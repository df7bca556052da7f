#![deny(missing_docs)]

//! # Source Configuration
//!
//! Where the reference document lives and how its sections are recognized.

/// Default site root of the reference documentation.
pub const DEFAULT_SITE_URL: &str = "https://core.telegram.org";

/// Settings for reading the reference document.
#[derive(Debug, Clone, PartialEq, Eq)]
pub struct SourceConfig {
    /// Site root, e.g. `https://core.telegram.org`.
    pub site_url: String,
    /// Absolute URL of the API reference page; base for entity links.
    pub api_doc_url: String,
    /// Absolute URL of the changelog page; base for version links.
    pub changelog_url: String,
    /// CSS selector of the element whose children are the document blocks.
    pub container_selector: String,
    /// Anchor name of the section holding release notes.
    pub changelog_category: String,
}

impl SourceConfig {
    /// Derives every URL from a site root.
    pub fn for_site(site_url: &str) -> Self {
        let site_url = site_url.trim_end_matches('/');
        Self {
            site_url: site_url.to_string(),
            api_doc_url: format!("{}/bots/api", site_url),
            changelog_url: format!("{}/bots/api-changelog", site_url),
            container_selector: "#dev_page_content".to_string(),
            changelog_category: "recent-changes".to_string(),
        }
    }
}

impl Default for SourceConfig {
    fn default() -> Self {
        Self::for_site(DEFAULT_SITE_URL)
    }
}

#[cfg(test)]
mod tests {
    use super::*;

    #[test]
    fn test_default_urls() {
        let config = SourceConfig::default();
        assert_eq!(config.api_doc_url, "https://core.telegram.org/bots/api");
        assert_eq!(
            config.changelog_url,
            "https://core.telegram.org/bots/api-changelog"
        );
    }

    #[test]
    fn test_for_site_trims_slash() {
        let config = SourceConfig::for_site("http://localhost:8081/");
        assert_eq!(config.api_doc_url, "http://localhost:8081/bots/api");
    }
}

...

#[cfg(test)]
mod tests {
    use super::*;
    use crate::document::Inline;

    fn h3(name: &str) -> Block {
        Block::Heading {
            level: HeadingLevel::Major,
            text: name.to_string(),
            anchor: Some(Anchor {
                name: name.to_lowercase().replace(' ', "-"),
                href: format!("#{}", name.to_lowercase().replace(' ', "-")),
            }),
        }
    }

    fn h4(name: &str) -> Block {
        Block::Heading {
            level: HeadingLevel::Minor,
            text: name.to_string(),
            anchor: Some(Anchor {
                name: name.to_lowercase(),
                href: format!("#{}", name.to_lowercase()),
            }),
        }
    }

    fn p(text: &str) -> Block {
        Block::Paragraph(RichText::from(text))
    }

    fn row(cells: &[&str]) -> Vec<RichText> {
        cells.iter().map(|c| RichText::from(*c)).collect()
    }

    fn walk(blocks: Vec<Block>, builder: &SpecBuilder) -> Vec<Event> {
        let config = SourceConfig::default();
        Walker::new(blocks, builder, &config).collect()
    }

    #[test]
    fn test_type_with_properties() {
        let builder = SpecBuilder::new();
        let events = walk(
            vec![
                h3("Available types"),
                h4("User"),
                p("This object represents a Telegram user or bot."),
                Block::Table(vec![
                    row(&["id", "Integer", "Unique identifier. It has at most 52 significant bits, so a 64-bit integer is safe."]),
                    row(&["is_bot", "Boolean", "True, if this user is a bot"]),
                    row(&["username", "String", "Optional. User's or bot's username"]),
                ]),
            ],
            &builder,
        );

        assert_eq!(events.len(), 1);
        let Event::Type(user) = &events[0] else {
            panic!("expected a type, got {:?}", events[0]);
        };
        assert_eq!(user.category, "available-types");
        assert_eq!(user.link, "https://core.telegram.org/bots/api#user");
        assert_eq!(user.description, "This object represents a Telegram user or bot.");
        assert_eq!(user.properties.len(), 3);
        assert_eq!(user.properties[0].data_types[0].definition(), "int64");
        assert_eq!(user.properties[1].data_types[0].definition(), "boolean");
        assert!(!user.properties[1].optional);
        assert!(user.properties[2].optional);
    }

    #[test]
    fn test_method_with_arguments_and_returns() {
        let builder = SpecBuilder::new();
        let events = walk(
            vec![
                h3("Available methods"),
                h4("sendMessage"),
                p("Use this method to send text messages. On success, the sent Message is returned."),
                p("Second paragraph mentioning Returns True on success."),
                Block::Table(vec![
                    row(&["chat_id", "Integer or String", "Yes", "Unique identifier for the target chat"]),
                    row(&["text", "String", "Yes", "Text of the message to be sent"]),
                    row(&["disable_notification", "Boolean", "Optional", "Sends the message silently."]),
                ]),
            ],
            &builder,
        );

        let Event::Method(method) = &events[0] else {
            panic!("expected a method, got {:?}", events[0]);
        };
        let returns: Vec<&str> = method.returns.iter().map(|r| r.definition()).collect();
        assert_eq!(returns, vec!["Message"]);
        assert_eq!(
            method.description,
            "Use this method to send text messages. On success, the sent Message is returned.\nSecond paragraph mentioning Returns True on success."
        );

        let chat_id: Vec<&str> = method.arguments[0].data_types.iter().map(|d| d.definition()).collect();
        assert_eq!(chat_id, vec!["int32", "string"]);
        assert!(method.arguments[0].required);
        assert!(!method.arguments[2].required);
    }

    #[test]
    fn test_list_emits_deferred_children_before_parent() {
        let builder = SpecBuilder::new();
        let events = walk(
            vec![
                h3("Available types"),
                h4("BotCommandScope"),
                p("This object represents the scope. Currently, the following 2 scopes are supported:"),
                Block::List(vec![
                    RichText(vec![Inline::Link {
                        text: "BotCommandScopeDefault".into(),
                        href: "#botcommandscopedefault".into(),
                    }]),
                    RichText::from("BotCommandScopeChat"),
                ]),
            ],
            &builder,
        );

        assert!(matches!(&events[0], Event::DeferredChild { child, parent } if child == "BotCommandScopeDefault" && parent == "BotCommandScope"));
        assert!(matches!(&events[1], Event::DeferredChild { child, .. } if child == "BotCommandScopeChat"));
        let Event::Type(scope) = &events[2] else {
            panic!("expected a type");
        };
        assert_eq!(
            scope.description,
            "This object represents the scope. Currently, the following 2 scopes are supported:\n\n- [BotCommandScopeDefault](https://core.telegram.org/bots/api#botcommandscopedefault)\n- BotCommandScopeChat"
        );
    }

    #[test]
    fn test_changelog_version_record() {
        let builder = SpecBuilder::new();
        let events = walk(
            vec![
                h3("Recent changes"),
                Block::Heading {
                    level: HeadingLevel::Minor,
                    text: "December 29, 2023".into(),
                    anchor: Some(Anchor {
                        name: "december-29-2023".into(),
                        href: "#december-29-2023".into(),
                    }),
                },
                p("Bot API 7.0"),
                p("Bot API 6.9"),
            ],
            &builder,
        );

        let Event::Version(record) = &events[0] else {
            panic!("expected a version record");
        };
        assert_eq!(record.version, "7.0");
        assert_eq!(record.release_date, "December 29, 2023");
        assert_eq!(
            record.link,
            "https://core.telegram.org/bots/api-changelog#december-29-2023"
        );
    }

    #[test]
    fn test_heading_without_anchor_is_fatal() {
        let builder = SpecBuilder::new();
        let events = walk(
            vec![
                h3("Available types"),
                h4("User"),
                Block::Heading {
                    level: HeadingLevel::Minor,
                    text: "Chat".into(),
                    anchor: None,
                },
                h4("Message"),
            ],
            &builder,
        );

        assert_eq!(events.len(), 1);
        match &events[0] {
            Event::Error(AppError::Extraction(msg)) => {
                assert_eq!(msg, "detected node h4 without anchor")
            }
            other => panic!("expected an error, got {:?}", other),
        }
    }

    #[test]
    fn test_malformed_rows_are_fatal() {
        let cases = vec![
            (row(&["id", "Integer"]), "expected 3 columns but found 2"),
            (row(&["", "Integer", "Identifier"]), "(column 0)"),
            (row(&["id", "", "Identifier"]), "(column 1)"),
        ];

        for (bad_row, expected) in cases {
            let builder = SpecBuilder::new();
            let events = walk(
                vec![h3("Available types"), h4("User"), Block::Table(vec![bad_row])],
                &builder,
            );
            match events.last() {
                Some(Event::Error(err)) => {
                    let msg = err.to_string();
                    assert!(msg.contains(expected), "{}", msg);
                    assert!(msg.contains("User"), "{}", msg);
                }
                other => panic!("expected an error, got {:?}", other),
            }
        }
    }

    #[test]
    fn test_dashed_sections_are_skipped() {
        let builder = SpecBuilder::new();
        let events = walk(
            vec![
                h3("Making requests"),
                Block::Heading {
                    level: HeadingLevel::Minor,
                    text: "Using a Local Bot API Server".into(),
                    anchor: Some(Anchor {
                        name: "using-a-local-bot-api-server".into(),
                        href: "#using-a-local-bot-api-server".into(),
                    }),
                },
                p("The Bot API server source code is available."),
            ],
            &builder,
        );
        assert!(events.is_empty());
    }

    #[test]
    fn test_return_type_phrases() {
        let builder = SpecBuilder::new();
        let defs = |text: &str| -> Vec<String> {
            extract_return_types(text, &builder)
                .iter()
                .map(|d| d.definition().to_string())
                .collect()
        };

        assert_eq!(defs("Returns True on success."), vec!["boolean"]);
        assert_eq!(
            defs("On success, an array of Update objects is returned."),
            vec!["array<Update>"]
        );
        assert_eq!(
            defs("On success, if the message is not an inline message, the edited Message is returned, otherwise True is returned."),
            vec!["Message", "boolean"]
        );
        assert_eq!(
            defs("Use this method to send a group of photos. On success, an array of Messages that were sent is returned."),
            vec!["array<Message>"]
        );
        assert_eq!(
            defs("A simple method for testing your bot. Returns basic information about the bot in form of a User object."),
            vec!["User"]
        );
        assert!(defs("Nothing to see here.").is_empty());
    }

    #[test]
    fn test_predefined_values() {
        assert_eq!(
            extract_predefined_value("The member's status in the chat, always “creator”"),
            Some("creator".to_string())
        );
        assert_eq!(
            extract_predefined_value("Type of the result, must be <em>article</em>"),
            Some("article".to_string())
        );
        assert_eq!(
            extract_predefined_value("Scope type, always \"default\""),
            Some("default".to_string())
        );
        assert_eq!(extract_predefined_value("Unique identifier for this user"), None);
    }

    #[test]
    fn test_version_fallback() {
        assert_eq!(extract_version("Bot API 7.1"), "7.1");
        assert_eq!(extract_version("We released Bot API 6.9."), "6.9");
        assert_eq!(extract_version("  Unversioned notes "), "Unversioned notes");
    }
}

==

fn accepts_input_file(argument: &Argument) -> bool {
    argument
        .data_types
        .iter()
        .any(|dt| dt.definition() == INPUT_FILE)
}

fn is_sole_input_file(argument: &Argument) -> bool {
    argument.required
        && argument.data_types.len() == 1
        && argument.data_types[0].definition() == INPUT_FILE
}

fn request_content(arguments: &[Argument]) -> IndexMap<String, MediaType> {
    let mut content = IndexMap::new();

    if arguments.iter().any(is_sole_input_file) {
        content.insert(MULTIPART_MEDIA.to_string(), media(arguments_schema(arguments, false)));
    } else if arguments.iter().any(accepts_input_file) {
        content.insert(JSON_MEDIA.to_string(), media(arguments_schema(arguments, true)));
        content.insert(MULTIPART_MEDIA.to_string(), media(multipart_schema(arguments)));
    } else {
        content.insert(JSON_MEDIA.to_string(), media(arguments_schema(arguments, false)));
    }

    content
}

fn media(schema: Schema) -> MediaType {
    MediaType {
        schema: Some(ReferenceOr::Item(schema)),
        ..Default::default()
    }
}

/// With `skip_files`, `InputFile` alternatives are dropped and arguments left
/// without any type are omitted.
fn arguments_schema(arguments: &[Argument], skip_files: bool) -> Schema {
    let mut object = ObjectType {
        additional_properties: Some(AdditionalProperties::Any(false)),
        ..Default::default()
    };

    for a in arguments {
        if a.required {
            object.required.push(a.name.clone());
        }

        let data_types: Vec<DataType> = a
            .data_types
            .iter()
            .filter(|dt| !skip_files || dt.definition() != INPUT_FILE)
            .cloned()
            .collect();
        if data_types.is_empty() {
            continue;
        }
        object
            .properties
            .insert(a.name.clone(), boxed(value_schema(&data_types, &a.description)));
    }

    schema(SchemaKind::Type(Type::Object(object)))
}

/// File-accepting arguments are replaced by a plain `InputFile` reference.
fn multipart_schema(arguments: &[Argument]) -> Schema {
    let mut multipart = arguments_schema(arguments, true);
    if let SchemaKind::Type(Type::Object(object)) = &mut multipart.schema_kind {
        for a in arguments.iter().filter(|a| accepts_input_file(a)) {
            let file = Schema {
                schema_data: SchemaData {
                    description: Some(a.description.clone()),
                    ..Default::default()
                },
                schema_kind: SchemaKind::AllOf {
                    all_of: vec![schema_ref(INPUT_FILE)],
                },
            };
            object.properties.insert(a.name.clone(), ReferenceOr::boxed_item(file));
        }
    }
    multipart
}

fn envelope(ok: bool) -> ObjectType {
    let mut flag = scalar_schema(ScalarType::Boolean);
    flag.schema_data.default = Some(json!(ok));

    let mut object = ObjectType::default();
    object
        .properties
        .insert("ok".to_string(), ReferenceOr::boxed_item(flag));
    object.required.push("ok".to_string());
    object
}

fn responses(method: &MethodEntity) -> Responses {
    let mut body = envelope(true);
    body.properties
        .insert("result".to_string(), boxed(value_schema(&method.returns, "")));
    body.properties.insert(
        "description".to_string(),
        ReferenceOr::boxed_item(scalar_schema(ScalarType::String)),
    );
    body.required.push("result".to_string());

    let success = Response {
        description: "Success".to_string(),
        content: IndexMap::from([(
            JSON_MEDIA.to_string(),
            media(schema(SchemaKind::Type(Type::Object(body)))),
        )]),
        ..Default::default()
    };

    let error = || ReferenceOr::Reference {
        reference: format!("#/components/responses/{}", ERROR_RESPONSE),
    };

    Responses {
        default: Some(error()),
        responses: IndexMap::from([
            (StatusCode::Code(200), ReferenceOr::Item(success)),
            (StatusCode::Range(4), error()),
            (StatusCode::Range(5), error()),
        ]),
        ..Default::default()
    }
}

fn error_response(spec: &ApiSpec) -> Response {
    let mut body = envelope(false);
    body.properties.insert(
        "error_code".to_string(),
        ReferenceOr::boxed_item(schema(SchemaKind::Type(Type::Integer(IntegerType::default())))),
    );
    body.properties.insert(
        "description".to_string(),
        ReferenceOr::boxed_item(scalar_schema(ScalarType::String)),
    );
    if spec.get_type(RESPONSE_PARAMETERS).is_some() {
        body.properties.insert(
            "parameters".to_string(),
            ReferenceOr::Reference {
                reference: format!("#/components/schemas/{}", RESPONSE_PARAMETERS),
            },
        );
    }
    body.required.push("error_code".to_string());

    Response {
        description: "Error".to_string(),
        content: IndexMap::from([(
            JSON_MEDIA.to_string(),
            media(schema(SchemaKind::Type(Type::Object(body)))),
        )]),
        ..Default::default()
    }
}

**What is being asked:** Copy every line from the records above that contains the string "ReferenceOr".

**Answer space:**
        schema: Some(ReferenceOr::Item(schema)),
            object.properties.insert(a.name.clone(), ReferenceOr::boxed_item(file));
        .insert("ok".to_string(), ReferenceOr::boxed_item(flag));
        ReferenceOr::boxed_item(scalar_schema(ScalarType::String)),
    let error = || ReferenceOr::Reference {
            (StatusCode::Code(200), ReferenceOr::Item(success)),
        ReferenceOr::boxed_item(schema(SchemaKind::Type(Type::Integer(IntegerType::default())))),
        ReferenceOr::boxed_item(scalar_schema(ScalarType::String)),
            ReferenceOr::Reference {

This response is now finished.